El pasado mes de diciembre, Miguel, un ex galán que tuve, me
invitó a que me pasara unos días con él en Estados Unidos; él vive en Nueva York
desde hace ya unos 5 años. En ese momento tenía novio y para poder irme, le dije
que me iría con unos primos a casa de un tío que vive en Colorado. Lo malo es
que me cachó y regresando nos peleamos y terminamos. Ni modo, es el riego de
andar de traviesa.
Mickey es uno de los mejores amantes que he tenido –creo que
Alejandro, Roberto y él han sido los mejores; los más cabrones y pervertido…jejeje-
y hacía meses que lo deseaba, así que en cuanto me invitó a visitarlo, acepté. A
mi familia le extrañó que estuviese con ellos para las fiestas de diciembre,
pero algún día tenía ausentarme, no? Mi hermana me llevó al aeropuerto y en el
camino se la pasó diciéndome: “Te pasas, Tere, si te cachan…”, pero el riesgo
valía la pena. No puedo controlar mis impulsos y mis necesidades sexuales. Me
encanta andar de traviesa, portarme mal. En fin, con el ímpetu bien cachondo y
la concha bien húmeda, me dirigí a Nueva York.

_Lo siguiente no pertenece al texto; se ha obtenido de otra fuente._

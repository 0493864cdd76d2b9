use fee_ledger::cli::run_cli;

fn main() {
    if let Err(err) = run_cli() {
        eprintln!("Error: {err}");
        std::process::exit(1);
    }
}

Llegué en la madrugada –lo que resultó muy conveniente- y ahí
estaba Mickey esperándome con unas preciosas flores; me encantan su mezcla de
detallista y pervertido. Él vive en las afueras de la ciudad, en una zona
residencial preciosa. Caso en cuanto salimos del aeropuerto, me di cuenta de que
él estaba igual de ganoso que yo.
- No sabes cómo he pensado en ti…cómo he fantaseado
contigo…las cosas que me he imaginado…
- En serio? Como qué? –le dije acariciándole la
pierna sugestivamente.
- Como aquella vez cuando íbamos a la fiesta de la
Universidad –sabía a qué se refería y lo que quería. Me acerqué y le susurré:
- Quieres que lo haga ahorita? –le acariciaba el
paquete que estaba cada vez más duro- mmmmm…qué rica se está poniendo…-le lamí
la oreja mientras le abría el cierre del pantalón, metía la mano, abrí su bóxer
y le saqué la verga-
- Ay, qué delicia!
- Quiero saborear tu lechita, la extraño…mmmmmmmmmm…-comencé
a saborear su rica verga enseguida, en verdad la extrañaba. Lamía la hinchada
cabeza, la mamaba, luego bajaba lamiendo el tronco de su pija hasta llegar a la
base y subía nuevamente. Con la mano ayudaba mis mamadas, lamidas y chupadas,
masturbándolo- mmmmmmmmmm…qué rica la tienes, Mickey.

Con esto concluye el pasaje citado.